Support Questions
Find answers, ask questions, and share your expertise
Announcements
Alert: Welcome to the Unified Cloudera Community. Former HCC members be sure to read and learn how to activate your account here.

NiFi state mgt., ambiguous behaviour across different machines and set-up

Highlighted

NiFi state mgt., ambiguous behaviour across different machines and set-up

Expert Contributor

NiFi 1.2.0, two nodes viz: l4513t.sss.se.com & l4514t.sss.se.com, both are RHEL 7 nodes.

I have a local(Windows 7) NiFi 1.2.0 where I develop and test my custom processor.

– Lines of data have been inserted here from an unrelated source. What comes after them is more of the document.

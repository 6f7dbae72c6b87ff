//! Leaf-node resolution over the flat classification list
//!
//! The UNSPSC hierarchy arrives as a flat array of entries linked by
//! `ParentId`. Resolution indexes the array by parent and walks it
//! depth-first from the requested root, emitting every descendant that has
//! no children of its own.

use std::collections::{HashMap, HashSet};

use tracing::{debug, instrument, warn};

use crate::taxonomy::entry::{ClassificationEntry, LeafNode};
use crate::taxonomy::error::TaxonomyError;

/// How to treat several entries sharing the requested root code
#[derive(Debug, Clone, Copy, PartialEq, Eq, Default)]
pub enum DuplicateCodePolicy {
    /// Use the first matching entry in input order
    #[default]
    FirstMatch,
    /// Fail with [`TaxonomyError::DuplicateCode`]
    Reject,
}

/// Mapping from parent id to its direct children, in input order
#[derive(Debug)]
pub struct ParentIndex<'a> {
    children: HashMap<&'a str, Vec<&'a ClassificationEntry>>,
}

impl<'a> ParentIndex<'a> {
    pub fn build(entries: &'a [ClassificationEntry]) -> Self {
        let mut children: HashMap<&str, Vec<&ClassificationEntry>> = HashMap::new();
        for entry in entries {
            if let Some(parent_id) = entry.parent_id.as_deref() {
                children.entry(parent_id).or_default().push(entry);
            }
        }
        Self { children }
    }

    /// Direct children of `id`; empty for leaves
    pub fn children(&self, id: &str) -> &[&'a ClassificationEntry] {
        self.children.get(id).map(Vec::as_slice).unwrap_or(&[])
    }

    pub fn is_leaf(&self, id: &str) -> bool {
        self.children(id).is_empty()
    }
}

/// Resolves root codes to the leaf categories beneath them
#[derive(Debug, Clone, Copy, Default)]
pub struct LeafResolver {
    duplicate_policy: DuplicateCodePolicy,
}

impl LeafResolver {
    pub fn new(duplicate_policy: DuplicateCodePolicy) -> Self {
        Self { duplicate_policy }
    }

    /// Return every leaf entry reachable from the entry whose code is `root_code`
    ///
    /// Leaves come back in depth-first pre-order, children visited in the order
    /// they appear in `entries`. A root without children is its own leaf.
    #[instrument(skip(self, entries), fields(entries = entries.len()))]
    pub fn resolve(
        &self,
        entries: &[ClassificationEntry],
        root_code: &str,
    ) -> Result<Vec<LeafNode>, TaxonomyError> {
        let root = self.find_root(entries, root_code)?;
        let index = ParentIndex::build(entries);
        let leaves = collect_leaves(&index, root)?;
        debug!(root_id = %root.id, leaves = leaves.len(), "Resolved leaf categories");
        Ok(leaves)
    }

    fn find_root<'a>(
        &self,
        entries: &'a [ClassificationEntry],
        root_code: &str,
    ) -> Result<&'a ClassificationEntry, TaxonomyError> {
        let mut matches = entries.iter().filter(|e| e.code == root_code);
        let root = matches
            .next()
            .ok_or_else(|| TaxonomyError::NotFound(root_code.to_string()))?;

        let extra = matches.count();
        if extra > 0 {
            match self.duplicate_policy {
                DuplicateCodePolicy::FirstMatch => {
                    warn!(
                        code = root_code,
                        count = extra + 1,
                        "Root code is ambiguous, using first entry"
                    );
                }
                DuplicateCodePolicy::Reject => {
                    return Err(TaxonomyError::DuplicateCode {
                        code: root_code.to_string(),
                        count: extra + 1,
                    });
                }
            }
        }
        Ok(root)
    }
}

/// Resolve leaves with the default first-match policy
pub fn resolve_leaves(
    entries: &[ClassificationEntry],
    root_code: &str,
) -> Result<Vec<LeafNode>, TaxonomyError> {
    LeafResolver::default().resolve(entries, root_code)
}

struct Frame<'a> {
    id: &'a str,
    next_child: usize,
}

/// Explicit-stack pre-order walk; `path` holds the ids currently on the stack
fn collect_leaves<'a>(
    index: &ParentIndex<'a>,
    root: &'a ClassificationEntry,
) -> Result<Vec<LeafNode>, TaxonomyError> {
    let mut leaves = Vec::new();

    if index.is_leaf(&root.id) {
        leaves.push(LeafNode::from(root));
        return Ok(leaves);
    }

    let mut path: HashSet<&str> = HashSet::new();
    path.insert(&root.id);
    let mut stack = vec![Frame {
        id: &root.id,
        next_child: 0,
    }];

    while let Some(frame) = stack.last_mut() {
        let children = index.children(frame.id);
        let Some(child) = children.get(frame.next_child).copied() else {
            path.remove(frame.id);
            stack.pop();
            continue;
        };
        frame.next_child += 1;

        if path.contains(child.id.as_str()) {
            return Err(TaxonomyError::CyclicData {
                id: child.id.clone(),
            });
        }

        if index.is_leaf(&child.id) {
            leaves.push(LeafNode::from(child));
        } else {
            path.insert(&child.id);
            stack.push(Frame {
                id: &child.id,
                next_child: 0,
            });
        }
    }

    Ok(leaves)
}

#[cfg(test)]
mod tests {
    use super::*;

    fn entry(id: &str, parent: Option<&str>, code: &str, title: &str) -> ClassificationEntry {
        ClassificationEntry::new(id, parent, code, title)
    }

    fn sample() -> Vec<ClassificationEntry> {
        vec![
            entry("1", None, "22", "Root"),
            entry("2", Some("1"), "2210", "Branch"),
            entry("3", Some("2"), "221015", "LeafA"),
            entry("4", Some("2"), "221016", "LeafB"),
        ]
    }

    /// Two segments, one with nested families, interleaved in input order
    fn wide() -> Vec<ClassificationEntry> {
        vec![
            entry("10", None, "22000000", "Building machinery"),
            entry("11", Some("10"), "22100000", "Heavy construction"),
            entry("12", Some("11"), "22101500", "Earth moving"),
            entry("20", None, "30000000", "Structures"),
            entry("13", Some("12"), "22101501", "Backhoes"),
            entry("14", Some("11"), "22101600", "Paving equipment"),
            entry("15", Some("12"), "22101502", "Bulldozers"),
            entry("16", Some("10"), "22110000", "Compactors"),
            entry("21", Some("20"), "30100000", "Structural components"),
            entry("17", Some("14"), "22101601", "Asphalt pavers"),
        ]
    }

    fn codes(leaves: &[LeafNode]) -> Vec<&str> {
        leaves.iter().map(|l| l.code.as_str()).collect()
    }

    #[test]
    fn test_example_scenario() {
        let leaves = resolve_leaves(&sample(), "22").unwrap();
        assert_eq!(
            leaves,
            vec![
                LeafNode {
                    code: "221015".to_string(),
                    title: "LeafA".to_string()
                },
                LeafNode {
                    code: "221016".to_string(),
                    title: "LeafB".to_string()
                },
            ]
        );
    }

    #[test]
    fn test_missing_root_code() {
        let err = resolve_leaves(&sample(), "9999").unwrap_err();
        match err {
            TaxonomyError::NotFound(code) => assert_eq!(code, "9999"),
            other => panic!("Expected NotFound, got {:?}", other),
        }
    }

    #[test]
    fn test_empty_entries() {
        assert!(matches!(
            resolve_leaves(&[], "22"),
            Err(TaxonomyError::NotFound(_))
        ));
    }

    #[test]
    fn test_childless_root_is_its_own_leaf() {
        let leaves = resolve_leaves(&sample(), "221016").unwrap();
        assert_eq!(codes(&leaves), vec!["221016"]);
        assert_eq!(leaves[0].title, "LeafB");
    }

    #[test]
    fn test_preorder_follows_input_order() {
        let leaves = resolve_leaves(&wide(), "22000000").unwrap();
        assert_eq!(
            codes(&leaves),
            vec!["22101501", "22101502", "22101601", "22110000"]
        );
    }

    #[test]
    fn test_only_leaves_under_root() {
        let entries = wide();
        let index = ParentIndex::build(&entries);
        let leaves = resolve_leaves(&entries, "22000000").unwrap();

        for leaf in &leaves {
            let e = entries.iter().find(|e| e.code == leaf.code).unwrap();
            assert!(index.is_leaf(&e.id), "{} has children", leaf.code);

            // walk up to the root
            let mut current = e;
            while let Some(pid) = current.parent_id.as_deref() {
                current = entries.iter().find(|x| x.id == pid).unwrap();
            }
            assert_eq!(current.code, "22000000");
        }
        assert!(!codes(&leaves).contains(&"30100000"));
    }

    #[test]
    fn test_compositional_over_children() {
        let entries = wide();
        let index = ParentIndex::build(&entries);
        let whole = resolve_leaves(&entries, "22000000").unwrap();

        let mut concatenated = Vec::new();
        for child in index.children("10") {
            concatenated.extend(resolve_leaves(&entries, &child.code).unwrap());
        }
        assert_eq!(whole, concatenated);
    }

    #[test]
    fn test_deterministic() {
        let entries = wide();
        let first = resolve_leaves(&entries, "22000000").unwrap();
        let second = resolve_leaves(&entries, "22000000").unwrap();
        assert_eq!(first, second);
    }

    #[test]
    fn test_two_node_cycle_under_root() {
        // root -> A -> B -> A, via a duplicated id
        let entries = vec![
            entry("r", None, "22", "Root"),
            entry("a", Some("r"), "2210", "A"),
            entry("b", Some("a"), "2211", "B"),
            entry("a", Some("b"), "2212", "A again"),
        ];
        match resolve_leaves(&entries, "22") {
            Err(TaxonomyError::CyclicData { id }) => assert_eq!(id, "a"),
            other => panic!("Expected CyclicData, got {:?}", other),
        }
    }

    #[test]
    fn test_root_in_cycle() {
        let entries = vec![
            entry("a", Some("b"), "22", "A"),
            entry("b", Some("a"), "23", "B"),
        ];
        assert!(matches!(
            resolve_leaves(&entries, "22"),
            Err(TaxonomyError::CyclicData { .. })
        ));
    }

    #[test]
    fn test_self_parent() {
        let entries = vec![entry("a", Some("a"), "22", "A")];
        assert!(matches!(
            resolve_leaves(&entries, "22"),
            Err(TaxonomyError::CyclicData { .. })
        ));
    }

    #[test]
    fn test_cycle_produces_no_partial_output() {
        let entries = vec![
            entry("r", None, "22", "Root"),
            entry("l", Some("r"), "2201", "Leaf first"),
            entry("a", Some("r"), "2210", "A"),
            entry("a", Some("a"), "2211", "A loop"),
        ];
        assert!(resolve_leaves(&entries, "22").is_err());
    }

    #[test]
    fn test_shared_subtree_is_not_a_cycle() {
        // the same id listed twice under the root is revisited, but never on one path
        let entries = vec![
            entry("r", None, "22", "Root"),
            entry("a", Some("r"), "2210", "A"),
            entry("a", Some("r"), "2210", "A copy"),
            entry("x", Some("a"), "221001", "X"),
        ];
        let leaves = resolve_leaves(&entries, "22").unwrap();
        assert_eq!(codes(&leaves), vec!["221001", "221001"]);
    }

    #[test]
    fn test_duplicate_code_first_match() {
        let mut entries = sample();
        entries.push(entry("9", None, "22", "Shadow root"));
        let leaves = resolve_leaves(&entries, "22").unwrap();
        assert_eq!(codes(&leaves), vec!["221015", "221016"]);
    }

    #[test]
    fn test_duplicate_code_rejected() {
        let mut entries = sample();
        entries.push(entry("9", None, "22", "Shadow root"));
        let resolver = LeafResolver::new(DuplicateCodePolicy::Reject);
        match resolver.resolve(&entries, "22") {
            Err(TaxonomyError::DuplicateCode { code, count }) => {
                assert_eq!(code, "22");
                assert_eq!(count, 2);
            }
            other => panic!("Expected DuplicateCode, got {:?}", other),
        }
    }

    #[test]
    fn test_deep_chain_does_not_recurse() {
        let depth = 50_000;
        let mut entries = vec![entry("0", None, "c0", "n0")];
        for i in 1..=depth {
            let parent = (i - 1).to_string();
            entries.push(entry(
                &i.to_string(),
                Some(&parent),
                &format!("c{}", i),
                &format!("n{}", i),
            ));
        }
        let leaves = resolve_leaves(&entries, "c0").unwrap();
        assert_eq!(codes(&leaves), vec![format!("c{}", depth).as_str()]);
    }
}
//! Tool-using extraction agent.
//!
//! The agent is given the category and decides itself which pages to search
//! for and visit. Each turn either calls tools, whose results are sent back
//! as the next user message, or answers with the final JSON listing.

use rig::{
    agent::{Agent, AgentBuilder},
    completion::{Completion as _, CompletionModel},
    message::{AssistantContent, Message, ToolCall, ToolResult, ToolResultContent, UserContent},
    one_or_many::OneOrMany,
};
use serde_json::json;
use tracing::{debug, error, info, instrument, warn};

use super::parsing::parse_listings;
use super::prompts::{agent_task, CATALOG_AGENT_PROMPT};
use super::tools::{FetchPageTool, WebSearchTool};
use super::{ExtractError, SearchAndExtract, SupplierListing};
use crate::crawler::PageFetcher;
use crate::model::assistant_text;
use crate::search::WebSearch;

/// Settings for the tool-calling loop
#[derive(Debug, Clone)]
pub struct AgentConfig {
    /// Model turns allowed before giving up
    pub max_iterations: usize,
    pub temperature: f64,
}

impl Default for AgentConfig {
    fn default() -> Self {
        Self {
            max_iterations: 10,
            temperature: 0.2,
        }
    }
}

/// Extraction strategy that lets the model drive search and fetching
pub struct CatalogAgent<C: CompletionModel> {
    agent: Agent<C>,
    max_iterations: usize,
}

impl<C> CatalogAgent<C>
where
    C: CompletionModel + 'static,
{
    pub fn new<S, F>(model: C, search: S, fetcher: F, config: AgentConfig) -> Self
    where
        S: WebSearch + Clone + 'static,
        F: PageFetcher + Clone + 'static,
    {
        let agent = AgentBuilder::new(model)
            .preamble(CATALOG_AGENT_PROMPT)
            .temperature(config.temperature)
            .tool(WebSearchTool::new(search))
            .tool(FetchPageTool::new(fetcher))
            .build();
        Self {
            agent,
            max_iterations: config.max_iterations,
        }
    }

    /// Executes a tool call, turning failures into a JSON error the model can read
    #[instrument(name = "execute_tool_call", skip(self, tool_call), fields(
        tool_name = %tool_call.function.name,
        tool_id = %tool_call.id
    ))]
    async fn execute_tool_call(&self, tool_call: &ToolCall) -> String {
        let name = &tool_call.function.name;
        let args_json = tool_call.function.arguments.to_string();
        debug!(tool_args = %args_json, "Executing tool call");

        match self.agent.tools.call(name, args_json).await {
            Ok(result) if result.is_empty() => {
                warn!(tool_name = %name, "Tool returned empty result");
                json!({ "result": "Tool returned no result" }).to_string()
            }
            Ok(result) => result,
            Err(e) => {
                error!(error = %e, tool_name = %name, "Tool call execution failed");
                json!({ "error": format!("Tool call '{}' failed: {}", name, e) }).to_string()
            }
        }
    }
}

impl<C> SearchAndExtract for CatalogAgent<C>
where
    C: CompletionModel + 'static,
{
    #[instrument(name = "agent_execution", skip(self), fields(max_iterations = self.max_iterations))]
    async fn run(&self, category: &str) -> Result<Vec<SupplierListing>, ExtractError> {
        let mut history: Vec<Message> = Vec::new();
        let mut prompt = Message::user(agent_task(category));

        for iteration in 1..=self.max_iterations {
            debug!(iteration, "Starting agent turn");
            let response = self
                .agent
                .completion(prompt.clone(), history.clone())
                .await?
                .send()
                .await?;
            history.push(prompt);

            let tool_calls: Vec<ToolCall> = response
                .choice
                .iter()
                .filter_map(|content| match content {
                    AssistantContent::ToolCall(call) => Some(call.clone()),
                    _ => None,
                })
                .collect();
            history.push(Message::Assistant {
                content: response.choice.clone(),
            });

            if tool_calls.is_empty() {
                let answer = assistant_text(&response.choice);
                if answer.trim().is_empty() {
                    return Err(ExtractError::Agent(
                        "agent ended without a final answer".to_string(),
                    ));
                }
                let listings = parse_listings(&answer)?;
                info!(
                    iterations = iteration,
                    "Agent extracted {} supplier listings",
                    listings.len()
                );
                return Ok(listings);
            }

            let mut results = Vec::with_capacity(tool_calls.len());
            for call in &tool_calls {
                let output = self.execute_tool_call(call).await;
                results.push(UserContent::ToolResult(ToolResult {
                    id: call.id.clone(),
                    content: OneOrMany::one(ToolResultContent::text(output)),
                }));
            }
            prompt = Message::User {
                content: OneOrMany::many(results)
                    .map_err(|e| ExtractError::Agent(e.to_string()))?,
            };
        }

        warn!(
            max_iterations = self.max_iterations,
            "Execution reached max iterations"
        );
        Err(ExtractError::MaxIterations(self.max_iterations))
    }
}
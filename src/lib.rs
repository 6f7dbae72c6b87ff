//! # Catalog - Building-Material Catalog Aggregation for Rust
//!
//! This crate builds product catalogs for the building-material categories
//! of the UNSPSC classification. Given a root code it finds every leaf
//! category beneath it, searches the web for suppliers of each category,
//! has a language model extract product listings from the supplier pages,
//! unifies those listings under one schema per category, and stores the
//! result in a local database.
//!
//! ## Features
//!
//! - Order-preserving, cycle-safe leaf resolution over the flat UNSPSC list
//! - Two extraction strategies:
//!   - A direct pipeline (search, fetch every hit, one structuring prompt)
//!   - A tool-calling agent that searches and browses on its own
//! - Rate-limited Gemini completions shared by every stage
//! - Per-category schema inference persisted with LibSQL
//! - Sequential, paced processing where one category never stops the run
//!
//! ## Example
//!
//! ```rust,no_run
//! use catalog::taxonomy::{resolve_leaves, ClassificationEntry};
//!
//! let entries = vec![
//!     ClassificationEntry::new("1", None, "22000000", "Building and Construction Machinery"),
//!     ClassificationEntry::new("2", Some("1"), "22101500", "Earth moving machinery"),
//! ];
//! let leaves = resolve_leaves(&entries, "22000000").unwrap();
//! assert_eq!(leaves[0].title, "Earth moving machinery");
//! ```

mod error;
pub mod model;

pub mod aggregator;
pub mod crawler;
pub mod extract;
pub mod schema;
pub mod search;
pub mod store;
pub mod taxonomy;

pub use error::Error;

/// Re-export of types module for public use
pub mod prelude {
    pub use crate::error::Error;
    pub use crate::error::Result;
}
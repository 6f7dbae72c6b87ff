//! Error types for the crawler module

use crate::error::Error as CrateError;
use thiserror::Error;

/// Error type for page fetching
#[derive(Debug, Error)]
pub enum CrawlError {
    /// The page did not load within the configured timeout
    #[error("Timed out fetching {0}")]
    Timeout(String),

    /// The fetch finished without producing a page
    #[error("No content returned for {0}")]
    EmptyPage(String),

    /// URL parsing error
    #[error("URL parsing error: {0}")]
    UrlParse(#[from] url::ParseError),

    /// Other errors
    #[error("{0}")]
    Other(String),
}

impl From<CrawlError> for CrateError {
    fn from(err: CrawlError) -> Self {
        match err {
            CrawlError::UrlParse(e) => CrateError::Other(format!("URL parse error: {}", e)),
            _ => CrateError::Crawl(err.to_string()),
        }
    }
}
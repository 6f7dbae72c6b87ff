use std::sync::Arc;

use governor::DefaultDirectRateLimiter;
use rig::completion::{
    self, CompletionError, CompletionModel, CompletionRequest, CompletionResponse,
};
use tracing::{debug_span, info_span, Instrument};

use super::RateLimitResponse;

/// Completion model that waits on a shared limiter before every request
///
/// Clones share the limiter, so the extraction agent and the schema deriver
/// draw from one quota.
#[derive(Clone)]
pub struct RateLimitedCompletionModel<M: CompletionModel> {
    model: M,
    limiter: Arc<DefaultDirectRateLimiter>,
}

impl<M> RateLimitedCompletionModel<M>
where
    M: CompletionModel,
{
    pub fn new(model: M, limiter: DefaultDirectRateLimiter) -> Self {
        Self {
            model,
            limiter: Arc::new(limiter),
        }
    }
}

impl<M: CompletionModel> CompletionModel for RateLimitedCompletionModel<M> {
    type Response = RateLimitResponse<M::Response>;

    async fn completion(
        &self,
        completion_request: CompletionRequest,
    ) -> Result<completion::CompletionResponse<Self::Response>, CompletionError> {
        self.limiter
            .until_ready()
            .instrument(debug_span!("limiter"))
            .await;
        let response = self
            .model
            .completion(completion_request)
            .instrument(info_span!("completion"))
            .await?;
        Ok(CompletionResponse {
            choice: response.choice,
            raw_response: RateLimitResponse {
                response: response.raw_response,
            },
        })
    }
}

Following is a state management code snippet that stores an LSN, a SQL Server binary data type(retrieved and used as byte array in Java) :

final StateManager stateManager = context.getStateManager();
try {
StateMap stateMap = stateManager.getState(Scope.CLUSTER);
final Map<String, String> newStateMapProperties = new HashMap<>();
newStateMapProperties.put(ProcessorConstants.LAST_MAX_LSN, new String(lsnUsedDuringLastLoad));
logger.debug("Persisting stateMap : " + newStateMapProperties);
if (stateMap.getVersion() == -1) {
stateManager.setState(newStateMapProperties, Scope.CLUSTER);
} else {
stateManager.replace(stateMap, newStateMapProperties, Scope.CLUSTER);
}
} catch (IOException ioException) {
logger.error("Error while persisting the state to NiFi", ioException);
throw new ProcessException("The state(LSN) couldn't be persisted", ioException);
}

The below code is used to retrieve the LSN :

final StateManager stateManager = context.getStateManager();
final StateMap stateMap;
final Map<String, String> stateMapProperties;
byte[] lastMaxLSN = null;
try {
stateMap = stateManager.getState(Scope.CLUSTER);
stateMapProperties = new HashMap<>(stateMap.toMap());
logger.debug("Retrieved the statemap : " + stateMapProperties);
lastMaxLSN = (stateMapProperties.get(ProcessorConstants.LAST_MAX_LSN) == null
|| stateMapProperties.get(ProcessorConstants.LAST_MAX_LSN).isEmpty()) ? null
: stateMapProperties.get(ProcessorConstants.LAST_MAX_LSN).getBytes();
} catch (IOException ioe) {
logger.error("Couldn't load the state map", ioe);
throw new ProcessException(ioe);
}

The processor works smoothly on the local, Windows 7 machine and the LSN is stored and retrieved several times, without any errors.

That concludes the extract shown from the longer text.